Lepagia Temporal range: Upper Triassic

Scientific classification
- Domain: Eukaryota
- Kingdom: Animalia
- Phylum: Chordata
- Clade: Synapsida
- Clade: Therapsida
- Clade: Cynodontia
- Family: incertae sedis
- Genus: †Lepagia Hahn, Wild & Wouters, 1987
- Species: †L. gaumensis
- Binomial name: †Lepagia gaumensis Hahn, Wild & Wouters, 1987

= Lepagia =

- Genus: Lepagia
- Species: gaumensis
- Authority: Hahn, Wild & Wouters, 1987
- Parent authority: Hahn, Wild & Wouters, 1987

Extinct genus of cynodonts

Lepagia is an extinct genus of poorly known carnivorous cynodonts, which lived during the Upper Triassic in Europe. Partly due to the paucity of remains (it is only known from teeth) the precise affinities of this genus are unclear. It seems reasonably closely related to Probainognathus, a somewhat earlier inhabitant of South America. The genus Lepagia ("for Lepage") was named by Hahn, Wild and Wouters in 1987 based on a single species.

Fossil remains of the species Lepagia gaumensis have been found in the Norian (late) - Rhaetian (early) (Upper Triassic)-age strata from Habay-la-Vielle, Hallau, Saint-Nicolas-de-Port in Belgium, Switzerland and France.

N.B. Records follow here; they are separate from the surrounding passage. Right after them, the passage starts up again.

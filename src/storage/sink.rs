use std::fs::{self, File};
use std::io::{BufWriter, Write};
use std::path::{Path, PathBuf};
use std::sync::atomic::{AtomicU64, Ordering};
use std::sync::{Arc, Mutex, PoisonError};

use anyhow::Context;
use tracing::debug;

use crate::errors::{CrawlerError, ErrorKind, Result};
use crate::module::{Item, ItemProcessor};

/// Appends every item it sees to a file, one JSON object per line
pub struct JsonLinesSink {
    /// Output file path
    path: PathBuf,

    writer: Mutex<BufWriter<File>>,

    /// Number of items written so far
    written: AtomicU64,
}

impl JsonLinesSink {
    /// Create (or truncate) the output file
    pub fn create(path: &Path) -> anyhow::Result<Self> {
        if let Some(parent) = path.parent().filter(|p| !p.as_os_str().is_empty()) {
            fs::create_dir_all(parent)
                .context(format!("Failed to create output directory: {}", parent.display()))?;
        }

        let file = File::create(path)
            .context(format!("Failed to create output file: {}", path.display()))?;
        debug!("Writing items to: {}", path.display());

        Ok(Self {
            path: path.to_path_buf(),
            writer: Mutex::new(BufWriter::new(file)),
            written: AtomicU64::new(0),
        })
    }

    pub fn path(&self) -> &Path {
        &self.path
    }

    pub fn written(&self) -> u64 {
        self.written.load(Ordering::Acquire)
    }

    pub fn write(&self, item: &Item) -> Result<()> {
        let line = serde_json::to_string(item).map_err(|e| sink_error(format!("serialize item: {}", e)))?;

        let mut writer = self.writer.lock().unwrap_or_else(PoisonError::into_inner);
        writeln!(writer, "{}", line)
            .map_err(|e| sink_error(format!("write {}: {}", self.path.display(), e)))?;
        self.written.fetch_add(1, Ordering::AcqRel);
        Ok(())
    }

    pub fn flush(&self) -> anyhow::Result<()> {
        self.writer
            .lock()
            .unwrap_or_else(PoisonError::into_inner)
            .flush()
            .context(format!("Failed to flush output file: {}", self.path.display()))
    }

    /// Item processor writing each item and passing it on unchanged
    pub fn processor(self: &Arc<Self>) -> ItemProcessor {
        let sink = Arc::clone(self);
        Arc::new(move |item: Item| -> Result<Item> {
            sink.write(&item)?;
            Ok(item)
        })
    }
}

fn sink_error(message: String) -> crate::errors::Error {
    CrawlerError::new(ErrorKind::Pipeline, message).into()
}

#[cfg(test)]
mod tests {
    use serde_json::Value;

    use super::*;

    #[test]
    fn test_items_written_as_lines() {
        let dir = std::env::temp_dir().join(format!("crawl-sink-{}", uuid::Uuid::new_v4()));
        let path = dir.join("items.jsonl");
        let sink = Arc::new(JsonLinesSink::create(&path).unwrap());
        let processor = sink.processor();

        for n in 0..3 {
            let mut item = Item::new();
            item.insert("n".into(), Value::from(n));
            let passed = processor(item.clone()).unwrap();
            assert_eq!(passed, item);
        }
        sink.flush().unwrap();
        assert_eq!(sink.written(), 3);

        let contents = fs::read_to_string(&path).unwrap();
        let lines: Vec<Value> = contents
            .lines()
            .map(|line| serde_json::from_str(line).unwrap())
            .collect();
        assert_eq!(lines.len(), 3);
        assert_eq!(lines[2]["n"], 2);

        fs::remove_dir_all(dir).unwrap();
    }
}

The holotype is at the Institut royal des Sciences naturelles de Belgique (Royal Institute of Natural Sciences of Belgium) in Brussels. These teeth are 2 – 3 mm in length. The postcanines have long and narrow crowns with three to five cusps, the central one of which is dominant and points straight upwards. The root is vaguely rectangular, with the lower portion tapering. There are no distinctive wear facets, but the separation of crown and root are clear. Sometimes the crown is larger and sometimes the root.

Godefroit and Battail cite similarities and differences with and to both Chiniquodontidae and Dromatheriidae and leave the systematical placement open.